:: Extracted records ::
----

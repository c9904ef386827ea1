//! # Access Policy
//!
//! Resolves which operations a caller may use based on their role.
//!
//! ## Policy Table
//! ```text
//! ┌─────────────────────────────────────────────────────────────────────────┐
//! │  Operation                      admin    tax_user    everyone else     │
//! │  ─────────────────────────────  ─────    ────────    ─────────────     │
//! │  Use the "Tax" order type        yes       yes           no            │
//! │  User / role administration      yes       no            no            │
//! │                                                                         │
//! │  When the Tax order type is denied, the field is FORCED to General     │
//! │  and hidden from input - never a default the user can override.        │
//! └─────────────────────────────────────────────────────────────────────────┘
//! ```
//!
//! Role names are administered on the server and matched here
//! case-insensitively. Names this client doesn't know degrade to `Staff`,
//! the weakest policy: an unknown role can never widen access.

use serde::{Deserialize, Deserializer, Serialize, Serializer};
use ts_rs::TS;

use crate::document::OrderType;

// =============================================================================
// Role
// =============================================================================

/// A caller's role, as it matters to this client's policy checks.
#[derive(Debug, Clone, Copy, PartialEq, Eq, Default, TS)]
#[ts(export)]
pub enum Role {
    Admin,
    TaxUser,
    /// Any role without special privileges here.
    #[default]
    Staff,
}

impl Role {
    /// Parses a server-side role name, case-insensitively.
    ///
    /// ## Example
    /// ```rust
    /// use atlas_core::access::Role;
    ///
    /// assert_eq!(Role::from_name("admin"), Role::Admin);
    /// assert_eq!(Role::from_name("ADMIN"), Role::Admin);
    /// assert_eq!(Role::from_name("Tax_User"), Role::TaxUser);
    /// assert_eq!(Role::from_name("warehouse"), Role::Staff);
    /// ```
    pub fn from_name(name: &str) -> Role {
        let name = name.trim();
        if name.eq_ignore_ascii_case("admin") {
            Role::Admin
        } else if name.eq_ignore_ascii_case("tax_user") {
            Role::TaxUser
        } else {
            Role::Staff
        }
    }

    /// The canonical server-side spelling of this role.
    pub fn name(&self) -> &'static str {
        match self {
            Role::Admin => "admin",
            Role::TaxUser => "tax_user",
            Role::Staff => "staff",
        }
    }

    /// Whether this role may author documents with the Tax order type.
    pub fn can_use_tax_order_type(&self) -> bool {
        matches!(self, Role::Admin | Role::TaxUser)
    }

    /// Whether this role may see and use user/role administration.
    ///
    /// Non-admins are redirected away from those routes entirely.
    pub fn can_access_user_admin(&self) -> bool {
        matches!(self, Role::Admin)
    }

    /// Filters a requested order type through the policy.
    ///
    /// A role without tax privileges gets `General` no matter what was
    /// requested; the console hides the field for such roles, and this
    /// function makes the rule hold even if a request slips through.
    pub fn effective_order_type(&self, requested: OrderType) -> OrderType {
        if self.can_use_tax_order_type() {
            requested
        } else {
            OrderType::General
        }
    }
}

// Roles cross the wire as their server-side names; unknown names degrade
// to Staff on the way in.

impl Serialize for Role {
    fn serialize<S: Serializer>(&self, serializer: S) -> Result<S::Ok, S::Error> {
        serializer.serialize_str(self.name())
    }
}

impl<'de> Deserialize<'de> for Role {
    fn deserialize<D: Deserializer<'de>>(deserializer: D) -> Result<Role, D::Error> {
        let name = String::deserialize(deserializer)?;
        Ok(Role::from_name(&name))
    }
}

// =============================================================================
// Unit Tests
// =============================================================================

#[cfg(test)]
mod tests {
    use super::*;

    #[test]
    fn test_tax_order_type_gating() {
        assert!(Role::Admin.can_use_tax_order_type());
        assert!(Role::TaxUser.can_use_tax_order_type());
        assert!(!Role::Staff.can_use_tax_order_type());
    }

    #[test]
    fn test_user_admin_gating() {
        assert!(Role::Admin.can_access_user_admin());
        assert!(!Role::TaxUser.can_access_user_admin());
        assert!(!Role::Staff.can_access_user_admin());
    }

    #[test]
    fn test_role_parsing_is_case_insensitive() {
        assert_eq!(Role::from_name("Admin"), Role::Admin);
        assert_eq!(Role::from_name("ADMIN"), Role::Admin);
        assert_eq!(Role::from_name("tax_user"), Role::TaxUser);
        assert_eq!(Role::from_name("TAX_USER"), Role::TaxUser);
        assert_eq!(Role::from_name(" admin "), Role::Admin);
    }

    #[test]
    fn test_unknown_roles_degrade_to_staff() {
        assert_eq!(Role::from_name("warehouse"), Role::Staff);
        assert_eq!(Role::from_name(""), Role::Staff);
        assert_eq!(Role::from_name("administrator"), Role::Staff);
        assert!(!Role::from_name("administrator").can_access_user_admin());
    }

    #[test]
    fn test_effective_order_type_forced_to_general() {
        assert_eq!(
            Role::Staff.effective_order_type(OrderType::Tax),
            OrderType::General
        );
        assert_eq!(
            Role::TaxUser.effective_order_type(OrderType::Tax),
            OrderType::Tax
        );
        assert_eq!(
            Role::Admin.effective_order_type(OrderType::General),
            OrderType::General
        );
    }

    #[test]
    fn test_role_serde_round_trip() {
        assert_eq!(serde_json::to_string(&Role::TaxUser).unwrap(), "\"tax_user\"");
        let role: Role = serde_json::from_str("\"ADMIN\"").unwrap();
        assert_eq!(role, Role::Admin);
        let role: Role = serde_json::from_str("\"shipping_clerk\"").unwrap();
        assert_eq!(role, Role::Staff);
    }
}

----

Scan the records for the string "unwrap" and show every line that contains it.

        assert_eq!(serde_json::to_string(&Role::TaxUser).unwrap(), "\"tax_user\"");
        let role: Role = serde_json::from_str("\"ADMIN\"").unwrap();
        let role: Role = serde_json::from_str("\"shipping_clerk\"").unwrap();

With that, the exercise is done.